Induction of uptake of n g monomethyl-l-arginine (l-nmma) by human
endothelial cells and murine macrophages: a possible mechanism for
differential inhibition of nitric oxide biosynthesis.
Bogle, Richard G., Raymond J. Macallister, Guy St. J. Whitley, and
Patrick Vallance.
Departments of Pharmacology and Clinical Pharmacology, and Cellular
and Molecular Sciences, St. George's Hospital Medical School, Cranmer
Terrace, London SW17 0RE, U.K., Telephone: 081-725 5611, Fax:081-682
-0487
APStracts 2:0152C, 1995.
The properties, selectivity and regulation of NGmonomethyl-L-arginine
(L-NMMA) uptake were examined in a cultured human vascular
endothelial cell line (SGHEC-7) and murine macrophage J774 cells. In
both cell types the uptake of L-[14C]NMMA was time-and temperature
-dependent. In endothelial cells L-NMMA uptake occurred via a single
-saturable carrier mediated system with an apparent Kt of 77 +/- 2
[mu]M. In murine macrophage cells a saturable component with an
apparent Kt of 51 +/- 6 [mu]M and a non-saturable component of L-NMMA
uptake were identified. In both cell types uptake of L-[14C]NMMA (10
[mu]M) was significantly inhibited in the presence of 100-fold excess
of either L-NMMA, asymmetrical dimethyl-L-arginine (ADMA),
symmetrical dimethyl-L-arginine (SDMA), L-canavanine, L-arginine and
to a lesser extent D-arginine. Uptake of L-NMMA was inhibited weakly
( nearly equal to 30%) by NGnitro-L-arginine (L-NOARG), NGnitro-L
-arginine methylester (L-NAME), aminoguanidine and L-citrulline.
Incubation of macrophage J774 cells with lipopolysaccharide (1 or 10
[mu]g/ml) resulted in the induction of nitric oxide synthase activity
as determined by the accumulation of nitrite in the culture medium.

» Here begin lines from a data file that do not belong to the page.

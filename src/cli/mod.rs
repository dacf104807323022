//! CLI module for smart-notes
//!
//! Contains argument parsing and command implementations.

pub mod args;
pub mod commands;
pub mod completions;

pub use args::{Cli, Commands, ConfigCommand, OutputFormat};
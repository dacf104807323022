//! Request-scoped values flowing through the notes pipeline

use serde::{Deserialize, Serialize};
use std::fmt;

/// An API credential entered by the user.
///
/// Opaque: it is never inspected, only forwarded to the completion endpoint.
#[derive(Clone, PartialEq, Eq)]
pub struct Credential(String);

impl Credential {
    /// Returns `None` for an empty (or whitespace-only) entry.
    pub fn new(raw: impl Into<String>) -> Option<Self> {
        let raw = raw.into();
        let trimmed = raw.trim();
        if trimmed.is_empty() {
            None
        } else {
            Some(Self(trimmed.to_string()))
        }
    }

    pub fn expose(&self) -> &str {
        &self.0
    }
}

impl fmt::Debug for Credential {
    fn fmt(&self, f: &mut fmt::Formatter<'_>) -> fmt::Result {
        f.write_str("Credential(********)")
    }
}

/// Structured notes produced for one transcript.
#[derive(Debug, Clone, Default, PartialEq, Eq, Serialize, Deserialize)]
pub struct AnalysisResult {
    #[serde(default)]
    pub summary: String,

    #[serde(default)]
    pub action_items: Vec<String>,

    #[serde(default)]
    pub follow_ups: Vec<String>,
}
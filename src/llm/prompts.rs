/// Build the meeting-notes prompt. The transcript is embedded verbatim at the end.
pub fn build_notes_prompt(transcript: &str) -> String {
    format!(
        "Analyze this meeting transcript and provide:\n\
1. SUMMARY: A concise 2-3 sentence summary of the meeting\n\
2. ACTION ITEMS: List specific action items with who is responsible (if mentioned)\n\
3. FOLLOW-UPS: List topics or questions that need follow-up\n\
\n\
Format your response as a valid JSON object with these keys:\n\
\"summary\" (string), \"action_items\" (list of strings), \"follow_ups\" (list of strings).\n\
\n\
Do not include markdown formatting like ```json ... ```. Just return the raw JSON.\n\
\n\
Transcript:\n\
{transcript}"
    )
}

In these cells an enhanced uptake of L-NMMA uptake was also observed
which was prevented by pretreatment with cycloheximide (1 [mu]M) but
not dexamethasone (1 [mu]M). In endothelial cells stimulation for 6 h
with either lipopolysaccharide (1 [mu]g/ml) or tumour necrosis factor
(5 ng/ml) and interleukin-1[beta] (10 ng/ml) resulted in an enhanced
uptake of L-NMMA which was protein synthesis dependent but not
sensitive to inhibition by glucocorticoids. These results show that
endothelial cells and J774 macrophages transport L-NMMA by a carrier
-mediated transporter which is shared by L-arginine and other
endogenous dimethylated arginine analogues (e.g. ADMA and SDMA).
Increases in L-NMMA uptake following cytokine or lipopolysaccharide
treatment may allow a higher intracellular concentration of this
nitric oxide synthase inhibitor to be reached in such cells and
therefore may represent a mechanism for cell selective inhibition of
nitric oxide synthase.
Received 17 November 1994; accepted in final form 14 February
1995.
APS Manuscript Number C672-4.
Article publication pending Am. J. Physiol. (Cell Physiology).
ISSN 1080-4757 Copyright 1995 The American Physiological Society.
Published in APStracts on 4 April 1995.